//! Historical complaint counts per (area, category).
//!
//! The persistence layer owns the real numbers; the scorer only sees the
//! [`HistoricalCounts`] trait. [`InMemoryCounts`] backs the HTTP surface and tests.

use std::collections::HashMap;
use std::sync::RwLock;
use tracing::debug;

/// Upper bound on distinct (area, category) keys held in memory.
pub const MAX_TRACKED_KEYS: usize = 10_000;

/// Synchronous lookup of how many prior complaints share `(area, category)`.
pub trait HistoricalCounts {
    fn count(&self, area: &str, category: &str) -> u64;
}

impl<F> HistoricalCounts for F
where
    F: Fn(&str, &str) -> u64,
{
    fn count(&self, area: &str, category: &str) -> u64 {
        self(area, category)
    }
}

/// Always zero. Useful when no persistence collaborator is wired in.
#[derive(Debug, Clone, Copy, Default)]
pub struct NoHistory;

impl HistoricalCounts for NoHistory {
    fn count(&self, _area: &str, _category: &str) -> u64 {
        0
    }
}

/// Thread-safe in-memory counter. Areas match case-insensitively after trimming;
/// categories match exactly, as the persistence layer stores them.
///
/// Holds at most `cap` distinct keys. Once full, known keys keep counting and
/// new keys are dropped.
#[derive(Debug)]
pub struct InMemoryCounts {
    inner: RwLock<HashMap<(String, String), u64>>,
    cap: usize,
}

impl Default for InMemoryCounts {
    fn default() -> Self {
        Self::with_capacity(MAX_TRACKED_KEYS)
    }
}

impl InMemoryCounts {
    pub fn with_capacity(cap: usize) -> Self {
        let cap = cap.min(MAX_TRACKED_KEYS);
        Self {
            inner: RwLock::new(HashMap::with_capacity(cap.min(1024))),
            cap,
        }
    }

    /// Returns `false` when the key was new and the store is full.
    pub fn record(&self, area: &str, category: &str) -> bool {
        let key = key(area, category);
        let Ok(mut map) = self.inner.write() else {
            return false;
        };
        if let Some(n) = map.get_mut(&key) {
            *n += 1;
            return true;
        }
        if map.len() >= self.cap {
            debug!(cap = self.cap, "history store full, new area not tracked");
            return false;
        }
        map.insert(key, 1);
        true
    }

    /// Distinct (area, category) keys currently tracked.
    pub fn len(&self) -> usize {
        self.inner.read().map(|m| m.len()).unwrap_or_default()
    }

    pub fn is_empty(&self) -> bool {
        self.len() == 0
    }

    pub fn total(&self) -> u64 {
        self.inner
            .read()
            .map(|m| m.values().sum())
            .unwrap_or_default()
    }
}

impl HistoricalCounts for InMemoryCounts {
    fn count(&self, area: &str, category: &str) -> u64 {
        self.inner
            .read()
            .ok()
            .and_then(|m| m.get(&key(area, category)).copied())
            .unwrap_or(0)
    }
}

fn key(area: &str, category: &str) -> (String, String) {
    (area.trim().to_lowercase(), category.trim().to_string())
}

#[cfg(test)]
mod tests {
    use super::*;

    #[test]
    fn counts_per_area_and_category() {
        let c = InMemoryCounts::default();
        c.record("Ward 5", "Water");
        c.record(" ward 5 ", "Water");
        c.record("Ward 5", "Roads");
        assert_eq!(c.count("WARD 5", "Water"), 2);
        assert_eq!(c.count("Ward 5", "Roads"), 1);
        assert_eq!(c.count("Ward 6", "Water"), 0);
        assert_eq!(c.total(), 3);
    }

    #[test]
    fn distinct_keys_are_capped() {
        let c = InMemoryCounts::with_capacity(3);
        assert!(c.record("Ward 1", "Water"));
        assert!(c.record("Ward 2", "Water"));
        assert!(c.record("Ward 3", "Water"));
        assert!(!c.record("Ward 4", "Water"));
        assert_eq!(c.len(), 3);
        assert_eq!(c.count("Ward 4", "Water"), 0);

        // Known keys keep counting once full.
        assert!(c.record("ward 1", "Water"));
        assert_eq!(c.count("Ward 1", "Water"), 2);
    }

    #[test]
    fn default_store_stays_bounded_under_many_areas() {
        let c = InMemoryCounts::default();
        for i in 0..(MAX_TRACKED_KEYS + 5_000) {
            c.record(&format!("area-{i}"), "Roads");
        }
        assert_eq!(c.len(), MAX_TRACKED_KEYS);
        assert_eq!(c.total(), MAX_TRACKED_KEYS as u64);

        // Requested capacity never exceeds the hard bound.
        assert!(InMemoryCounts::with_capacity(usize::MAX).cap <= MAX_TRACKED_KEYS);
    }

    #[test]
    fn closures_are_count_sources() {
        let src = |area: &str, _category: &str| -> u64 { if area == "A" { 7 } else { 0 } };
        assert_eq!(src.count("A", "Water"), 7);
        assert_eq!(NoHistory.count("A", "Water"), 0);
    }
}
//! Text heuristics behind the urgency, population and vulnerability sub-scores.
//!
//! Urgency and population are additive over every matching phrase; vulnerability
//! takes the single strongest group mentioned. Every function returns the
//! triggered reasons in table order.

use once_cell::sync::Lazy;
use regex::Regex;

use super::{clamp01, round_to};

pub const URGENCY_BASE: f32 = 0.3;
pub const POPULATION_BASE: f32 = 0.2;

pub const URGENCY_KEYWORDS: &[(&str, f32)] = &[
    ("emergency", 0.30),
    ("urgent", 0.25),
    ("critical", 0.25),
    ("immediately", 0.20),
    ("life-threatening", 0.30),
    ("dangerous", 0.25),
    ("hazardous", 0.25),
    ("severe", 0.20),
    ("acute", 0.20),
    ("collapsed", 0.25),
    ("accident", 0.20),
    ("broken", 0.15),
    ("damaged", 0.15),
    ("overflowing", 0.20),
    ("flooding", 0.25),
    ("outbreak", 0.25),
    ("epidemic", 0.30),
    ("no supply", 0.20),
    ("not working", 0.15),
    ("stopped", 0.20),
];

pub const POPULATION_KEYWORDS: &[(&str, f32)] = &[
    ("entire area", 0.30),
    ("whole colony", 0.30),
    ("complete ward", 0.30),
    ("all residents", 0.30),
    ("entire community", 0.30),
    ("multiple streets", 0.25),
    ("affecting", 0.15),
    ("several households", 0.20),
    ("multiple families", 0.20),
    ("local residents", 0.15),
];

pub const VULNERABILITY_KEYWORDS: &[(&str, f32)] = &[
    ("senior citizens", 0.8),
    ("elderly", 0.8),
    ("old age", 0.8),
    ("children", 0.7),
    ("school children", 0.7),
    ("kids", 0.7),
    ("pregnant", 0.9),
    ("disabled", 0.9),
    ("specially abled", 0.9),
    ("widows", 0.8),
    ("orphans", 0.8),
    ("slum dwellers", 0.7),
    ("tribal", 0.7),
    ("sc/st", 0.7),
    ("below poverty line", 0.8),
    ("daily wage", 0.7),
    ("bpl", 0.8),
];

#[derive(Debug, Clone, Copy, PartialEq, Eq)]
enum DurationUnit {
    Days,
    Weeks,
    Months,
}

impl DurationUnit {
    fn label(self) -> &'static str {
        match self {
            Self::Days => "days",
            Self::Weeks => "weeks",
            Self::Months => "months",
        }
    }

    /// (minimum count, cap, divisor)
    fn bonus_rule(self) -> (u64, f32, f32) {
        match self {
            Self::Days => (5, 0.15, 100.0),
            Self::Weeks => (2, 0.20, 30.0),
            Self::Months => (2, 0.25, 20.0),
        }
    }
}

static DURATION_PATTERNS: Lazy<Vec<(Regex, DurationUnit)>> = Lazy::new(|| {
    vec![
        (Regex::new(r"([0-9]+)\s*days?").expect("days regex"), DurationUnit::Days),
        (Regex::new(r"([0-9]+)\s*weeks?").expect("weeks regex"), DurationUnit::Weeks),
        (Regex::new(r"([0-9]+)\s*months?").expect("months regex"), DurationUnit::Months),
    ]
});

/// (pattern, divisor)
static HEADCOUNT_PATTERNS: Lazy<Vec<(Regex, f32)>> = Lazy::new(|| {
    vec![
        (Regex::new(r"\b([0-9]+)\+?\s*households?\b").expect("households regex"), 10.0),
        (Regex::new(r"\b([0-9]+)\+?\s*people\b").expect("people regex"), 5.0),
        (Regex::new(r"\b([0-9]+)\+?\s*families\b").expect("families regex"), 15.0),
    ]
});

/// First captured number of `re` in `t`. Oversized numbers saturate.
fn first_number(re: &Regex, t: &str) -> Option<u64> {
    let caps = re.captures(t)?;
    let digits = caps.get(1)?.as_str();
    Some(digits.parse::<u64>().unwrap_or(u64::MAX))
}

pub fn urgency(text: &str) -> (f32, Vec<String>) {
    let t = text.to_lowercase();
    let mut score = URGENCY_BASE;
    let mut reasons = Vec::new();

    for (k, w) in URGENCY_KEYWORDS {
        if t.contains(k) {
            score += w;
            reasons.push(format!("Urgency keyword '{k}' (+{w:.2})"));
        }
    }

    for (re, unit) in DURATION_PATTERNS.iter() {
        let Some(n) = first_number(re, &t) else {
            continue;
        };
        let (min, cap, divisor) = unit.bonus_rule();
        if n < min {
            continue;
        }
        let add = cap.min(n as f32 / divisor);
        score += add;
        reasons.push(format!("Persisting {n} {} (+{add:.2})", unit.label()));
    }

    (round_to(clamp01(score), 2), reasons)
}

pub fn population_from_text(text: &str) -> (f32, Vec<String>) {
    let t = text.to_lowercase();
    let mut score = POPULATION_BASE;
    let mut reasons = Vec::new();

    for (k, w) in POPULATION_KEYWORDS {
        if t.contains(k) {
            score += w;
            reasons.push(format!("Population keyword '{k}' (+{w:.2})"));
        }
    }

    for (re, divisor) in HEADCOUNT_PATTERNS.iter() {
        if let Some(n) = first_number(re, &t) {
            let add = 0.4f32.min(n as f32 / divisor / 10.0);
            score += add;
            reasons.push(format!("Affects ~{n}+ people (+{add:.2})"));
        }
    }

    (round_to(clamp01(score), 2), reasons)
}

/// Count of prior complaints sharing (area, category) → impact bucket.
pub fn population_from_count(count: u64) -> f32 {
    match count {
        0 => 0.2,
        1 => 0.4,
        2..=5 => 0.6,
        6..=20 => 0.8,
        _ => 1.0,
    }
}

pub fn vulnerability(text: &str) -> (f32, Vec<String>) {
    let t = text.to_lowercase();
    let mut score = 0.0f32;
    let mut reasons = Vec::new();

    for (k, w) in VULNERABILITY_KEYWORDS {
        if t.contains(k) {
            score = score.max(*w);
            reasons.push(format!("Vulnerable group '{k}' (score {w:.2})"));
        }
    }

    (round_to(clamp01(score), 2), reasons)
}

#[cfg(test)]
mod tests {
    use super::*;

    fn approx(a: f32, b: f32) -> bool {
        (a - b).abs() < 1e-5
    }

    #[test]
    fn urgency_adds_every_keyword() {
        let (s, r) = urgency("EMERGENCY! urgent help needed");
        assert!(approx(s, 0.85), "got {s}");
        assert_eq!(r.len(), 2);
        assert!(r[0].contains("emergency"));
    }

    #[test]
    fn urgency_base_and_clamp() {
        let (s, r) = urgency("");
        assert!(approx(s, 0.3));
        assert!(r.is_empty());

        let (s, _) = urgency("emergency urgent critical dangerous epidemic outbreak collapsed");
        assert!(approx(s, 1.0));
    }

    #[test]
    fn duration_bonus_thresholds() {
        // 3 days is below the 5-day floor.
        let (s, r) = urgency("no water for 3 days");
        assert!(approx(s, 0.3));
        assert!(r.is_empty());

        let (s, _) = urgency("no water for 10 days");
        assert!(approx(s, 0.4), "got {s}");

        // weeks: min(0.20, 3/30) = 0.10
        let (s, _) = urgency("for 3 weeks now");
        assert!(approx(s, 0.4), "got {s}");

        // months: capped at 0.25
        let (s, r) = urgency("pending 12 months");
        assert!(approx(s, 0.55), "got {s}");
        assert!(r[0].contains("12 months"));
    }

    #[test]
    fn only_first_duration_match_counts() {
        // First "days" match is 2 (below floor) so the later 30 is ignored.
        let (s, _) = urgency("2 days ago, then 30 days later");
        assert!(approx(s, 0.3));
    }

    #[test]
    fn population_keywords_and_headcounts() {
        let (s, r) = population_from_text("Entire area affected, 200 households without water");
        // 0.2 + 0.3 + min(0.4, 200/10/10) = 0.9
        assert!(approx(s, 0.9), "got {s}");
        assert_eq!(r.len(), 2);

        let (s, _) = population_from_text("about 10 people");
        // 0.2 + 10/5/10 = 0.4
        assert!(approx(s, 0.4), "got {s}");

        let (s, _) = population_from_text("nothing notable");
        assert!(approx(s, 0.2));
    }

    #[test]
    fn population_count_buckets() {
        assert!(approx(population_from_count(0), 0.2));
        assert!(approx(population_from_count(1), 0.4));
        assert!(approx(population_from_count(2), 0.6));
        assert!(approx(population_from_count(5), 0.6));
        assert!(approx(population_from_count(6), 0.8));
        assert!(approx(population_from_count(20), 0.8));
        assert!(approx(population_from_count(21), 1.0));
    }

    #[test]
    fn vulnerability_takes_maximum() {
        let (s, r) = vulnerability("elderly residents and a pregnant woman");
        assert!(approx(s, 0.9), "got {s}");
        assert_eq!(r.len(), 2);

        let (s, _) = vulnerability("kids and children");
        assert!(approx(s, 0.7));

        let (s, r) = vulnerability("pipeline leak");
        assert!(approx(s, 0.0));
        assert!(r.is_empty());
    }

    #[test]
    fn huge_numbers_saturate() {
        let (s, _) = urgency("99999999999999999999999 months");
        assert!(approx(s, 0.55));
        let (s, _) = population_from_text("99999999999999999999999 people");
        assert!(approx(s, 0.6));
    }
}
┄┄┄┄┄┄┄┄┄┄
### What you will do
Each line in the listing above from the one containing "#[derive(Debug, Clone, Copy, PartialEq, Eq)]" through the one containing "let (min, cap, divisor)" should be repeated exactly, and no other line.

### Exercise solution
#[derive(Debug, Clone, Copy, PartialEq, Eq)]
enum DurationUnit {
    Days,
    Weeks,
    Months,
}

impl DurationUnit {
    fn label(self) -> &'static str {
        match self {
            Self::Days => "days",
            Self::Weeks => "weeks",
            Self::Months => "months",
        }
    }

    /// (minimum count, cap, divisor)
    fn bonus_rule(self) -> (u64, f32, f32) {
        match self {
            Self::Days => (5, 0.15, 100.0),
            Self::Weeks => (2, 0.20, 30.0),
            Self::Months => (2, 0.25, 20.0),
        }
    }
}

static DURATION_PATTERNS: Lazy<Vec<(Regex, DurationUnit)>> = Lazy::new(|| {
    vec![
        (Regex::new(r"([0-9]+)\s*days?").expect("days regex"), DurationUnit::Days),
        (Regex::new(r"([0-9]+)\s*weeks?").expect("weeks regex"), DurationUnit::Weeks),
        (Regex::new(r"([0-9]+)\s*months?").expect("months regex"), DurationUnit::Months),
    ]
});

/// (pattern, divisor)
static HEADCOUNT_PATTERNS: Lazy<Vec<(Regex, f32)>> = Lazy::new(|| {
    vec![
        (Regex::new(r"\b([0-9]+)\+?\s*households?\b").expect("households regex"), 10.0),
        (Regex::new(r"\b([0-9]+)\+?\s*people\b").expect("people regex"), 5.0),
        (Regex::new(r"\b([0-9]+)\+?\s*families\b").expect("families regex"), 15.0),
    ]
});

/// First captured number of `re` in `t`. Oversized numbers saturate.
fn first_number(re: &Regex, t: &str) -> Option<u64> {
    let caps = re.captures(t)?;
    let digits = caps.get(1)?.as_str();
    Some(digits.parse::<u64>().unwrap_or(u64::MAX))
}

pub fn urgency(text: &str) -> (f32, Vec<String>) {
    let t = text.to_lowercase();
    let mut score = URGENCY_BASE;
    let mut reasons = Vec::new();

    for (k, w) in URGENCY_KEYWORDS {
        if t.contains(k) {
            score += w;
            reasons.push(format!("Urgency keyword '{k}' (+{w:.2})"));
        }
    }

    for (re, unit) in DURATION_PATTERNS.iter() {
        let Some(n) = first_number(re, &t) else {
            continue;
        };
        let (min, cap, divisor) = unit.bonus_rule();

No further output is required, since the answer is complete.